→ **Task brief**: Every line in the following data that has "DiffTree" counts toward the total; state that total alone.
(Material for this task begins)
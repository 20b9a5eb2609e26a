//! Diff tree assembly for vmdiff.
//!
//! Turns the flat key → [`Diff`](vmdiff_types::Diff) map produced by an
//! [`EntityDiffer`](vmdiff_diff::EntityDiffer) into a single-rooted tree of
//! [`Node`](vmdiff_types::Node)s with roll-up statistics, stored as a forest
//! plus a children index.
//!
//! # Key Types
//!
//! - [`DiffTree`] -- Builds, caches and merges tree indexes
//! - [`TreeError`] -- Merge failures

pub mod error;
pub mod tree;

pub use error::{TreeError, TreeResult};
pub use tree::{assemble, DiffTree};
(Material for this task ends)
→ **Response box**: 2